Hay sagas que se filman y se acaban, pero Harry Potter fue otra cosa. Para toda una generación, Hogwarts no solo fue un castillo lleno de pasillos, varitas y criaturas mágicas: también fue el lugar donde Daniel Radcliffe, Rupert Grint y Emma Watson crecieron frente a millones de personas, película tras película, sin que nadie los pudiera separar del todo a los actores de Harry, Ron y Hermione.
Emma Watson tenía apenas 11 años cuando el mundo la conoció como Hermione Granger en Harry Potter y la piedra filosofal. Después vinieron diez años de estrenos, alfombras rojas, escenas cada vez más oscuras y un fenómeno cultural que convirtió a sus protagonistas en rostros globales antes de que pudieran entender por completo lo que eso significaba.

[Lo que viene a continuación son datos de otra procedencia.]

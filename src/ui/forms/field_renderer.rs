//! Field rendering utilities for forms

use crate::state::FormField;
use ratatui::{
    layout::{Constraint, Direction, Layout, Rect},
    style::{Color, Modifier, Style},
    text::{Line, Span},
    widgets::{Block, Borders, Paragraph},
    Frame,
};

/// Rows a field occupies: bordered input plus the inline error line
pub const FIELD_HEIGHT: u16 = 4;

/// Draw a form field with its invalid marker and inline error slot
pub fn draw_field(frame: &mut Frame, area: Rect, field: &FormField, is_active: bool) {
    let chunks = Layout::default()
        .direction(Direction::Vertical)
        .constraints([Constraint::Length(3), Constraint::Length(1)])
        .split(area);

    let border_style = match (field.invalid, is_active) {
        (true, _) => Style::default().fg(Color::Red),
        (false, true) => Style::default().fg(Color::Cyan),
        (false, false) => Style::default().fg(Color::DarkGray),
    };

    let text_style = if is_active {
        Style::default().fg(Color::Cyan)
    } else {
        Style::default()
    };

    let display_value = field.display_value();
    let display_str = if display_value.is_empty() && !is_active {
        "(vacío)".to_string()
    } else {
        display_value
    };

    let cursor = if is_active && !field.is_checkbox() {
        "▌"
    } else {
        ""
    };

    let content = Paragraph::new(Line::from(vec![
        Span::styled(display_str, text_style),
        Span::styled(cursor, Style::default().fg(Color::Cyan)),
    ]));

    let title_style = if field.invalid {
        border_style.add_modifier(Modifier::BOLD)
    } else {
        border_style
    };
    let block = Block::default()
        .title(Span::styled(format!(" {} ", field.label), title_style))
        .borders(Borders::ALL)
        .border_style(border_style);

    frame.render_widget(content.block(block), chunks[0]);

    // Empty slot when the field is valid keeps the grid from jumping
    let error = field.error.as_deref().unwrap_or("");
    frame.render_widget(
        Paragraph::new(Span::styled(
            format!(" {error}"),
            Style::default().fg(Color::Red),
        )),
        chunks[1],
    );
}

/// Draw help text below a form
pub fn draw_help_text(frame: &mut Frame, area: Rect, text: &str) {
    let help = Paragraph::new(Line::from(Span::styled(
        text,
        Style::default().fg(Color::DarkGray),
    )));
    frame.render_widget(help, area);
}
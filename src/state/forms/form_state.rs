//! Registration form state

use super::field::FormField;
use crate::validation::FieldId;

/// Trait for common form operations
pub trait Form {
    fn field_count(&self) -> usize;
    fn active_field(&self) -> usize;
    fn set_active_field(&mut self, index: usize);
    fn next_field(&mut self) {
        let count = self.field_count();
        let current = self.active_field();
        self.set_active_field((current + 1) % count);
    }
    fn prev_field(&mut self) {
        let count = self.field_count();
        let current = self.active_field();
        if current == 0 {
            self.set_active_field(count - 1);
        } else {
            self.set_active_field(current - 1);
        }
    }
}

/// Focus slot of the CAPTCHA answer, right after the input fields
pub const CAPTCHA_SLOT: usize = FieldId::ALL.len();
/// Focus slot of the submit button
pub const SUBMIT_SLOT: usize = CAPTCHA_SLOT + 1;

/// What currently has keyboard focus
#[derive(Debug, Clone, Copy, PartialEq, Eq)]
pub enum Focus {
    Field(FieldId),
    Captcha,
    Submit,
}

/// The registration form: every field in display order plus focus
#[derive(Debug, Clone)]
pub struct RegistrationForm {
    fields: Vec<FormField>,
    pub active_field_index: usize,
}

impl RegistrationForm {
    pub fn new() -> Self {
        Self {
            fields: FieldId::ALL.into_iter().map(FormField::for_id).collect(),
            active_field_index: 0,
        }
    }

    pub fn field(&self, id: FieldId) -> &FormField {
        &self.fields[id.index()]
    }

    pub fn field_mut(&mut self, id: FieldId) -> &mut FormField {
        &mut self.fields[id.index()]
    }

    pub fn fields(&self) -> &[FormField] {
        &self.fields
    }

    pub fn focus(&self) -> Focus {
        match self.active_field_index {
            CAPTCHA_SLOT => Focus::Captcha,
            i => FieldId::ALL
                .get(i)
                .map_or(Focus::Submit, |id| Focus::Field(*id)),
        }
    }

    /// Clear every field and return focus to the first one
    pub fn clear(&mut self) {
        for field in &mut self.fields {
            field.clear();
        }
        self.active_field_index = 0;
    }
}

impl Default for RegistrationForm {
    fn default() -> Self {
        Self::new()
    }
}

impl Form for RegistrationForm {
    fn field_count(&self) -> usize {
        SUBMIT_SLOT + 1 // fields, captcha, submit
    }
    fn active_field(&self) -> usize {
        self.active_field_index
    }
    fn set_active_field(&mut self, index: usize) {
        self.active_field_index = index.min(SUBMIT_SLOT);
    }
}
//! # mssql-client
//!
//! High-level async SQL Server client with type-state connection management.
//!
//! This is the primary public API surface for the rust-mssql-driver project.
//! It provides a type-safe, ergonomic interface for working with SQL Server
//! databases.
//!
//! ## Features
//!
//! - **Type-state pattern**: Compile-time enforcement of connection states
//! - **Async/await**: Built on Tokio for efficient async I/O
//! - **Prepared statements**: Automatic caching with LRU eviction
//! - **Transactions**: Full transaction support with savepoints
//! - **Azure support**: Automatic routing and failover handling
//! - **Streaming results**: Memory-efficient processing of large result sets
//!
//! ## Type-State Connection Management
//!
//! The client uses a compile-time type-state pattern that ensures invalid
//! operations are caught at compile time rather than runtime:
//!
//! ```text
//! Disconnected -> Ready (via connect())
//! Ready -> InTransaction (via begin_transaction())
//! Ready -> Streaming (via query that returns a stream)
//! InTransaction -> Ready (via commit() or rollback())
//! ```
//!
//! ## Example
//!
//! ```rust,ignore
//! use mssql_client::{Client, Config};
//!
//! #[tokio::main]
//! async fn main() -> Result<(), Box<dyn std::error::Error>> {
//!     let config = Config::from_connection_string(
//!         "Server=localhost;Database=test;User Id=sa;Password=Password123;"
//!     )?;
//!
//!     let mut client = Client::connect(config).await?;
//!
//!     // Execute a query with parameters
//!     let rows = client
//!         .query("SELECT * FROM users WHERE id = @p1", &[&1])
//!         .await?;
//!
//!     for row in rows {
//!         let name: String = row.get(0)?;
//!         println!("User: {}", name);
//!     }
//!
//!     // Transactions with savepoint support
//!     let mut tx = client.begin_transaction().await?;
//!     tx.execute("INSERT INTO users (name) VALUES (@p1)", &[&"Alice"]).await?;
//!
//!     // Create a savepoint for partial rollback
//!     let sp = tx.savepoint("before_update").await?;
//!     tx.execute("UPDATE users SET active = 1", &[]).await?;
//!
//!     // Rollback to savepoint if needed
//!     // tx.rollback_to(&sp).await?;
//!
//!     tx.commit().await?;
//!
//!     Ok(())
//! }
//! ```

#![warn(missing_docs)]
#![deny(unsafe_code)]

pub mod blob;
pub mod cancel;
pub mod client;
pub mod config;
pub mod error;
pub mod from_row;
pub mod instrumentation;
pub mod query;
pub mod row;
pub mod state;
pub mod statement_cache;
pub mod stream;
pub mod to_params;
pub mod transaction;
pub mod tvp;

// Re-export commonly used types
pub use cancel::CancelHandle;
pub use client::Client;
pub use config::{Config, RedirectConfig, RetryPolicy, TimeoutConfig};
pub use error::Error;

// Re-export TDS version for configuration
pub use from_row::{FromRow, MapRows, RowIteratorExt};
pub use mssql_auth::Credentials;
pub use tds_protocol::version::TdsVersion;

// Secure credential types (with zeroize feature)
#[cfg(feature = "zeroize")]
pub use mssql_auth::{SecretString, SecureCredentials};
pub use mssql_types::{FromSql, SqlValue, ToSql};
pub use query::Query;
pub use row::{Column, Row};
pub use state::{
    Connected, ConnectionState, Disconnected, InTransaction, ProtocolState, Ready, Streaming,
};
pub use statement_cache::{PreparedStatement, StatementCache, StatementCacheConfig};
pub use stream::{ExecuteResult, MultiResultStream, OutputParam, QueryStream, ResultSet};
pub use to_params::{NamedParam, ParamList, ToParams};
pub use transaction::{IsolationLevel, SavePoint, Transaction};
pub use tvp::{Tvp, TvpColumn, TvpRow, TvpValue};

// OpenTelemetry instrumentation (available whether or not otel feature is enabled)
pub use instrumentation::{
    DatabaseMetrics, OperationTimer, SanitizationConfig, attributes, metric_names, span_names,
};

La saga terminó en 2011, pero salir de Hogwarts no fue tan simple como guardar el uniforme y seguir adelante.
Emma Watson y la decepción después de 'Harry Potter'
Watson explicó que ese choque fue "dolorosamente desgarrador", una experiencia que comparó con algo capaz de romperte por dentro. Según contó en el podcast de Jay Shetty en 2025, ella llegaba a los nuevos proyectos con una expectativa muy clara: hacer amigos, construir relaciones duraderas que pudieran repetir de alguna forma el ambiente que había marcado su adolescencia. Pero realidad fue otra, y en sus palabras, eso "la rompió".
Warner Bros. Pictures
No era solo nostalgia por Harry Potter. Era descubrir que quizá la idea que se había hecho sobre la actuación no correspondía con el trabajo real en Hollywood. Watson había crecido en un rodaje larguísimo, con compañeros que compartían escuela, fama, presión, cansancio y una experiencia casi imposible de explicar a alguien de afuera. Después, la industria se le presentó como algo más voraz y menos emocional de lo que ella esperaba.
La actuación no era como la imaginó
La carrera de Emma Watson después de Harry Potter tuvo momentos fuertes. Hizo Las ventajas de ser invisible, The Bling Ring, Noé, La Bella y la Bestia y Mujercitas, donde compartió pantalla con Saoirse Ronan, Florence Pugh, Eliza Scanlen, Laura Dern y Meryl Streep. No fue una actriz desaparecida de un día para otro: eligió proyectos, trabajó con directores relevantes y siguió siendo una figura de enorme interés público.
Disney
Pero algo empezó a cambiar. En entrevistas recientes, Watson ha sido bastante honesta sobre su distancia con la actuación. Ha dicho que extraña el trabajo creativo, la concentración y la parte casi meditativa de interpretar, pero no todo lo que rodea a una película. La promoción, la exposición constante y la obligación de vender un proyecto incluso cuando no tenía control completo sobre él le resultaron agotadoras, al grado de describir esa parte como algo que le drenaba el alma.
La confesión de Watson rompe una fantasía muy cómoda sobre los actores jóvenes: la idea de que crecer dentro de una saga amada sólo puede ser un privilegio. Seguramente lo fue pero también fue una experiencia rara, irrepetible y difícil de superar. Para Watson, haber formado lazos tan profundos durante tanto tiempo hizo que el resto de la industria se sintiera más solitaria.